//! Emission-ready forms of structs and functions.
//!
//! Every type token is resolved here, before anything is written, so an
//! unknown type aborts generation without producing partial output.

use std::collections::HashMap;

use petgraph::graph::{DiGraph, NodeIndex};
use petgraph::visit::DfsPostOrder;

use crate::error::Result;
use crate::metadata::{Function, Struct, TypeRef, TypeResolver};
use crate::naming::NameMapper;

/// A resolved struct field.
#[derive(Debug, Clone, PartialEq, Eq)]
pub struct FieldDesc {
    pub name: String,
    pub ty: TypeRef,
    /// Element count for array fields
    pub size: Option<usize>,
}

impl FieldDesc {
    pub fn new(name: impl Into<String>, ty: TypeRef, size: Option<usize>) -> Self {
        FieldDesc {
            name: name.into(),
            ty,
            size,
        }
    }
}

/// A struct with every member type resolved.
#[derive(Debug, Clone, PartialEq, Eq)]
pub struct StructLayout {
    pub name: String,
    pub fields: Vec<FieldDesc>,
}

impl StructLayout {
    /// Resolve every member of `s`, keeping member order.
    pub fn resolve(s: &Struct, resolver: &TypeResolver<'_>) -> Result<Self> {
        let fields = s
            .members
            .iter()
            .map(|m| -> Result<FieldDesc> {
                let ty = resolver.resolve(&m.ty, || {
                    format!("struct `{}` member `{}`", s.name, m.name)
                })?;
                Ok(FieldDesc::new(m.name.clone(), ty, m.size))
            })
            .collect::<Result<Vec<_>>>()?;

        Ok(StructLayout {
            name: s.name.clone(),
            fields,
        })
    }

    /// Names of the structs this layout embeds by value.
    pub fn composite_deps(&self) -> impl Iterator<Item = &str> {
        self.fields.iter().filter_map(|f| match &f.ty {
            TypeRef::Composite(name) => Some(name.as_str()),
            _ => None,
        })
    }
}

/// A function with its binding name and resolved signature.
#[derive(Debug, Clone, PartialEq, Eq)]
pub struct FunctionBinding {
    /// Binding-facing name
    pub name: String,
    /// Native symbol name
    pub native: String,
    pub args: Vec<TypeRef>,
    pub ret: TypeRef,
}

impl FunctionBinding {
    pub fn resolve(f: &Function, names: &NameMapper, resolver: &TypeResolver<'_>) -> Result<Self> {
        let args = f
            .args
            .iter()
            .enumerate()
            .map(|(i, arg)| {
                resolver.resolve(arg, || format!("function `{}` argument {}", f.name, i + 1))
            })
            .collect::<Result<Vec<_>>>()?;
        let ret = resolver.resolve(&f.ret, || format!("function `{}` return type", f.name))?;

        Ok(FunctionBinding {
            name: names.map(&f.name).to_string(),
            native: f.name.clone(),
            args,
            ret,
        })
    }
}

/// Order layouts so every struct comes after the structs it embeds by value.
/// Structs with no ordering constraint between them keep their input order.
pub fn dependency_order(layouts: Vec<StructLayout>) -> Vec<StructLayout> {
    let mut graph: DiGraph<usize, ()> = DiGraph::with_capacity(layouts.len(), 0);
    let nodes: Vec<NodeIndex> = (0..layouts.len()).map(|i| graph.add_node(i)).collect();
    let by_name: HashMap<&str, NodeIndex> = layouts
        .iter()
        .zip(&nodes)
        .map(|(layout, node)| (layout.name.as_str(), *node))
        .collect();

    for (layout, &node) in layouts.iter().zip(&nodes) {
        for dep in layout.composite_deps() {
            match by_name.get(dep) {
                Some(&dep_node) if dep_node != node => {
                    graph.add_edge(node, dep_node, ());
                }
                Some(_) => {}
                None => tracing::warn!(
                    "struct `{}` embeds `{}` by value, but no layout is generated for it",
                    layout.name,
                    dep
                ),
            }
        }
    }

    // Post-order visits dependencies before the structs embedding them.
    let mut order = Vec::with_capacity(layouts.len());
    let mut dfs = DfsPostOrder::empty(&graph);
    for &start in &nodes {
        dfs.move_to(start);
        while let Some(node) = dfs.next(&graph) {
            order.push(graph[node]);
        }
    }

    let mut slots: Vec<Option<StructLayout>> = layouts.into_iter().map(Some).collect();
    order
        .into_iter()
        .filter_map(|i| slots[i].take())
        .collect()
}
━━━
### Exercise aim
This exercise requires an exact copy of all the records.

### Result of this exercise
//! Emission-ready forms of structs and functions.
//!
//! Every type token is resolved here, before anything is written, so an
//! unknown type aborts generation without producing partial output.

use std::collections::HashMap;

use petgraph::graph::{DiGraph, NodeIndex};
use petgraph::visit::DfsPostOrder;

use crate::error::Result;
use crate::metadata::{Function, Struct, TypeRef, TypeResolver};
use crate::naming::NameMapper;

/// A resolved struct field.
#[derive(Debug, Clone, PartialEq, Eq)]
pub struct FieldDesc {
    pub name: String,
    pub ty: TypeRef,
    /// Element count for array fields
    pub size: Option<usize>,
}

impl FieldDesc {
    pub fn new(name: impl Into<String>, ty: TypeRef, size: Option<usize>) -> Self {
        FieldDesc {
            name: name.into(),
            ty,
            size,
        }
    }
}

/// A struct with every member type resolved.
#[derive(Debug, Clone, PartialEq, Eq)]
pub struct StructLayout {
    pub name: String,
    pub fields: Vec<FieldDesc>,
}

impl StructLayout {
    /// Resolve every member of `s`, keeping member order.
    pub fn resolve(s: &Struct, resolver: &TypeResolver<'_>) -> Result<Self> {
        let fields = s
            .members
            .iter()
            .map(|m| -> Result<FieldDesc> {
                let ty = resolver.resolve(&m.ty, || {
                    format!("struct `{}` member `{}`", s.name, m.name)
                })?;
                Ok(FieldDesc::new(m.name.clone(), ty, m.size))
            })
            .collect::<Result<Vec<_>>>()?;

        Ok(StructLayout {
            name: s.name.clone(),
            fields,
        })
    }

    /// Names of the structs this layout embeds by value.
    pub fn composite_deps(&self) -> impl Iterator<Item = &str> {
        self.fields.iter().filter_map(|f| match &f.ty {
            TypeRef::Composite(name) => Some(name.as_str()),
            _ => None,
        })
    }
}

/// A function with its binding name and resolved signature.
#[derive(Debug, Clone, PartialEq, Eq)]
pub struct FunctionBinding {
    /// Binding-facing name
    pub name: String,
    /// Native symbol name
    pub native: String,
    pub args: Vec<TypeRef>,
    pub ret: TypeRef,
}

impl FunctionBinding {
    pub fn resolve(f: &Function, names: &NameMapper, resolver: &TypeResolver<'_>) -> Result<Self> {
        let args = f
            .args
            .iter()
            .enumerate()
            .map(|(i, arg)| {
                resolver.resolve(arg, || format!("function `{}` argument {}", f.name, i + 1))
            })
            .collect::<Result<Vec<_>>>()?;
        let ret = resolver.resolve(&f.ret, || format!("function `{}` return type", f.name))?;

        Ok(FunctionBinding {
            name: names.map(&f.name).to_string(),
            native: f.name.clone(),
            args,
            ret,
        })
    }
}

/// Order layouts so every struct comes after the structs it embeds by value.
/// Structs with no ordering constraint between them keep their input order.
pub fn dependency_order(layouts: Vec<StructLayout>) -> Vec<StructLayout> {
    let mut graph: DiGraph<usize, ()> = DiGraph::with_capacity(layouts.len(), 0);
    let nodes: Vec<NodeIndex> = (0..layouts.len()).map(|i| graph.add_node(i)).collect();
    let by_name: HashMap<&str, NodeIndex> = layouts
        .iter()
        .zip(&nodes)
        .map(|(layout, node)| (layout.name.as_str(), *node))
        .collect();

    for (layout, &node) in layouts.iter().zip(&nodes) {
        for dep in layout.composite_deps() {
            match by_name.get(dep) {
                Some(&dep_node) if dep_node != node => {
                    graph.add_edge(node, dep_node, ());
                }
                Some(_) => {}
                None => tracing::warn!(
                    "struct `{}` embeds `{}` by value, but no layout is generated for it",
                    layout.name,
                    dep
                ),
            }
        }
    }

    // Post-order visits dependencies before the structs embedding them.
    let mut order = Vec::with_capacity(layouts.len());
    let mut dfs = DfsPostOrder::empty(&graph);
    for &start in &nodes {
        dfs.move_to(start);
        while let Some(node) = dfs.next(&graph) {
            order.push(graph[node]);
        }
    }

    let mut slots: Vec<Option<StructLayout>> = layouts.into_iter().map(Some).collect();
    order
        .into_iter()
        .filter_map(|i| slots[i].take())
        .collect()
}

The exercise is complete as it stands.